Le persone che hanno aumentato di una, due o tre tazze il consumo quotidiano d’acqua hanno diminuito il loro fabbisogno energetico giornaliero tra le 68 e le 205 calorie, mentre l’apporto di sodio è sceso tra i 78 e i 235 milligrammi. Gli stessi hanno consumato anche tra i 5 e i 18 grammi in meno di zucchero e ridotto l’assunzione di colesterolo tra i 7 e i 21 milligrammi.

Per arrivare a queste conclusioni ai membri del campione è stato chiesto di annotare tutto quanto mangiato e bevuto nell’arco di due giorni e poi di rifarlo a distanza di dieci giorni, quest’ultima volta registrando le abitudini alimentari nell’arco di tre giornate. Sulla base di queste informazioni è stato calcolato l’ammontare di acqua naturale assunto da ogni persona in percentuale a quanto mangiato e bevuto.
In media ogni persona beveva 4,2 tazze di acqua naturale al giorno, equivalente a poco più del 30% dell’acqua assunta complessivamente nella dieta. Ogni partecipante, inoltre, registrava un apporto di 2.157 calorie in media ogni giorno, 125 delle quali provenienti da bevande zuccherate e 432 da dessert, paste, snack vari, tutti cibi a basso valore nutrizionale e che non trovano posto in una dieta sana.
L’incremento del consumo di acqua di appena l’1% – una quantità piccolissima in termini assoluti, ma risultata significativa da un punto di vista statistico – si associava ad una diminuzione media di 8,6 calorie nell’apporto energetico giornaliero così come a una lieve diminuzione di zucchero, grassi, sodio e colesterolo provenienti da cibi e bevande non ottimali da un punto di vista nutrizionale. Questo effetto positivo del maggior consumo d’acqua è stato più efficace negli uomini, che tendono generalmente ad assumere una più elevata quantità di calorie al giorno a fronte di una ridotta assunzione di acqua.

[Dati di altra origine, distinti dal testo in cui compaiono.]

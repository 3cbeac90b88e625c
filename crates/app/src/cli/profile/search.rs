use clap::Args;
use orgsetup_app::domain::{
    departments::records::DepartmentId,
    profiles::{ProfilesService, data::ProfileFilter, records::SubDepartmentId},
};

#[derive(Debug, Args)]
pub(crate) struct SearchProfilesArgs {
    /// Exact profile name
    #[arg(long)]
    name: Option<String>,

    /// Department id
    #[arg(long)]
    department_id: Option<DepartmentId>,

    /// Sub-department id
    #[arg(long)]
    sub_department_id: Option<SubDepartmentId>,
}

impl From<SearchProfilesArgs> for ProfileFilter {
    fn from(args: SearchProfilesArgs) -> Self {
        Self {
            name: args.name,
            department_id: args.department_id,
            sub_department_id: args.sub_department_id,
        }
    }
}

pub(super) async fn execute(
    service: &dyn ProfilesService,
    args: SearchProfilesArgs,
) -> Result<String, String> {
    let profiles = service
        .search_profiles(args.into())
        .await
        .map_err(|error| format!("failed to search profiles: {error}"))?;

    if profiles.is_empty() {
        return Ok("no profiles found".to_string());
    }

    Ok(profiles
        .iter()
        .map(|profile| {
            format!(
                "{}\t{}\t{}\t{}\t{}",
                profile.id,
                profile.name,
                profile.status,
                profile.department_id,
                profile.sub_department_id
            )
        })
        .collect::<Vec<_>>()
        .join("\n"))
}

BERE ACQUA: UN MESSAGGIO UNIVERSALE
L’altro aspetto davvero interessante della ricerca è che gli effetti non cambiano secondo razza, etnia, educazione, livello di reddito e quantità del peso. Insomma l’acqua è un bene per tutti. Questa conclusione forse apparentemente banale è invece importantissima in chiave di prevenzione delle malattie a livello globale. Preferire il consumo di acqua a quello di bevande caloriche è, infatti, un messaggio universale di educazione alimentare che può essere diffuso ovunque e a chiunque senza doverlo declinare sulla base di specifiche esigenze geografiche, etniche, sociologiche o economiche.

MANTENERSI IDRATATI È MANTENERSI IN SALUTE
Quanto descritto dovrebbe ampiamente bastare a convincere dell’importanza di portare a livelli adeguati il nostro consumo giornaliero di acqua. Ciononostante è utile passare sinteticamente in rassegna le altre buone ragioni per assicurare al nostro organismo una corretta idratazione. Innanzitutto è sinonimo di depurazione ed eliminazione delle tossine e di tanti altri materiali di scarto: ne beneficiano tutti i nostri organi vitali. A partire dall’intestino la cui attività sarà più regolare. Bere molto facilita il trasporto dei nutrienti oltre a favorire il consumo energetico e il funzionamento del nostro corpo – soprattutto se siamo degli sportivi – e del nostro cervello che, se ben idratato, si concentra meglio. Non a caso la disidratazione è considerata causa comune di mal di testa.
Ultima, ma non per ultima la pelle, l’organo tra i più suscettibili alla carenza di acqua: fornirgliene è la prima regola per mantenerla sana e bella. L’acqua si beve, ma si assume anche attraverso cibi che ne sono ricchi come frutta e verdura: è davvero ovunque e, in Paesi come il nostro, sempre disponibile. Eppure continuiamo a berne troppo poca, perdendoci – letteralmente – in un bicchier d’acqua.